ABOUT THIS EXERCISE = Search the material for the string "list", then return every line where it is found.

DATA PROVIDED =
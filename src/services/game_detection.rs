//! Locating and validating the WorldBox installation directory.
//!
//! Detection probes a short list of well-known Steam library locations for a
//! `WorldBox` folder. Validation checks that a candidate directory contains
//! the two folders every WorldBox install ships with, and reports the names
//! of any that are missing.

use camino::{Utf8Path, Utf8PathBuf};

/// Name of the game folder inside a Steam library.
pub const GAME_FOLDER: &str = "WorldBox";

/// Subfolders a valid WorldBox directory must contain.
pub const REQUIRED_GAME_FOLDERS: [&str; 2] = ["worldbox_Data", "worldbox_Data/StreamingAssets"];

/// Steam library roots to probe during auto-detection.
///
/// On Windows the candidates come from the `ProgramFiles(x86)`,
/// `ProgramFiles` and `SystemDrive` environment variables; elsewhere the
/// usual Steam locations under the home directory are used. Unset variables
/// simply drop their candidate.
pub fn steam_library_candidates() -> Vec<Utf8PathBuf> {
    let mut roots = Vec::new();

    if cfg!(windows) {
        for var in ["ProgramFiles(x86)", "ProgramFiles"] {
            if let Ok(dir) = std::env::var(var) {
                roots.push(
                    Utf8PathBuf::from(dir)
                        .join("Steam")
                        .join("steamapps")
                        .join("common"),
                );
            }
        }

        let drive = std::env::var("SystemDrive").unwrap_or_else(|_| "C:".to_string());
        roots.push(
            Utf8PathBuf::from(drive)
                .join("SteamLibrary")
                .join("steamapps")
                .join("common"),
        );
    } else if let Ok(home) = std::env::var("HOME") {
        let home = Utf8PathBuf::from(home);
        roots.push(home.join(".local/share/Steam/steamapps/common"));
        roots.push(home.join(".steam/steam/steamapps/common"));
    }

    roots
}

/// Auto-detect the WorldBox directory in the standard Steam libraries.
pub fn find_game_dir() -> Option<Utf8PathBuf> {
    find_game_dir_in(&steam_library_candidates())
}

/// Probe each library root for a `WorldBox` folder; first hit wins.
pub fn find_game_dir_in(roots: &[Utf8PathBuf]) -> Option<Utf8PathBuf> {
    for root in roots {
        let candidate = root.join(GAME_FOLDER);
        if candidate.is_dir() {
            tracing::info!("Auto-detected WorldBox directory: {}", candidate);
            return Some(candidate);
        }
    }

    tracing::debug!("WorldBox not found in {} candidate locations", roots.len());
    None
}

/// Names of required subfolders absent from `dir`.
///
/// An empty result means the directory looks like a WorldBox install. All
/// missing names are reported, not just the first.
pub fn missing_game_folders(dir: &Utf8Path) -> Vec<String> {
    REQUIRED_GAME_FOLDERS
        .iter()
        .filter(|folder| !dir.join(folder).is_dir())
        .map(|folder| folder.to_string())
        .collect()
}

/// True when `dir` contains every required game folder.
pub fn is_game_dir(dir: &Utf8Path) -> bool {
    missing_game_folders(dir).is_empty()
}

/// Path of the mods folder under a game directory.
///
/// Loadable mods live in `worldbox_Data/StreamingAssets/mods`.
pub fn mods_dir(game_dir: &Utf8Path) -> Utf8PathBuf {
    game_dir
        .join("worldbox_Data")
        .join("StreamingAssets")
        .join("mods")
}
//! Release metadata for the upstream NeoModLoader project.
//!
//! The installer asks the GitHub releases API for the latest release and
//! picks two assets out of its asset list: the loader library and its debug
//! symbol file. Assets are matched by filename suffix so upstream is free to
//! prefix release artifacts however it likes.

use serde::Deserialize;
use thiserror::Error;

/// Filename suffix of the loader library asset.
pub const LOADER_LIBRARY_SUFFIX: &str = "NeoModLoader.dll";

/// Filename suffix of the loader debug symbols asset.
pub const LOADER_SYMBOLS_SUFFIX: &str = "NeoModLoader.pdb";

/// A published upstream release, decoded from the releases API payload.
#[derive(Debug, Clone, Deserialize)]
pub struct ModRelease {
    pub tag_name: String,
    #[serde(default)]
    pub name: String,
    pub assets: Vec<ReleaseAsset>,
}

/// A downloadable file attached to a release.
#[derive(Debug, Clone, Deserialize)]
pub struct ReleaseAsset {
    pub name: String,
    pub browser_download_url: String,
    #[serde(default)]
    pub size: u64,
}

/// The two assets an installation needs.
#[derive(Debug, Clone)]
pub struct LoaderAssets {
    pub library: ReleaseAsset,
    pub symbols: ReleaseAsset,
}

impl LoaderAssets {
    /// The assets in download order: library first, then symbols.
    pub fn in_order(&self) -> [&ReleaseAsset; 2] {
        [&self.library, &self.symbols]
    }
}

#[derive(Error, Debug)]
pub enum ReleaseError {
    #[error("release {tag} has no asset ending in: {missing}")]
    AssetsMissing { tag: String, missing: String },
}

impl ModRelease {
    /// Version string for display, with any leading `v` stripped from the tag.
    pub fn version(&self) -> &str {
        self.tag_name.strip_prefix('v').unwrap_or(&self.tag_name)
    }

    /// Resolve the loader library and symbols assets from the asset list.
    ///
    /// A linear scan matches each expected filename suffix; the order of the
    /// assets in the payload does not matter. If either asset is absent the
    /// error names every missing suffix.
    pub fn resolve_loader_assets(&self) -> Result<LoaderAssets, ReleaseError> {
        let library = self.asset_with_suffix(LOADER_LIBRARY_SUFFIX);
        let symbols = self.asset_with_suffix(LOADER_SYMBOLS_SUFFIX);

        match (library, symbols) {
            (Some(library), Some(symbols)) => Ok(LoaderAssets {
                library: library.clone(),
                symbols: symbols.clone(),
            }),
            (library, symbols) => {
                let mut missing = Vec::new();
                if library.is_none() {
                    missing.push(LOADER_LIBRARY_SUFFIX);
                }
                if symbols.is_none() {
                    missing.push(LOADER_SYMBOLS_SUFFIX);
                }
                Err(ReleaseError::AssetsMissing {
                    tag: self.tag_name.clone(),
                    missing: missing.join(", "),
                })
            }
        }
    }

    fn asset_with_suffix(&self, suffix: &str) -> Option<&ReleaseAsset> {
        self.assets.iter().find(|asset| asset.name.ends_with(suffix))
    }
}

EXERCISE SOLUTION =
//! Detection probes a short list of well-known Steam library locations for a
//! picks two assets out of its asset list: the loader library and its debug
    /// Resolve the loader library and symbols assets from the asset list.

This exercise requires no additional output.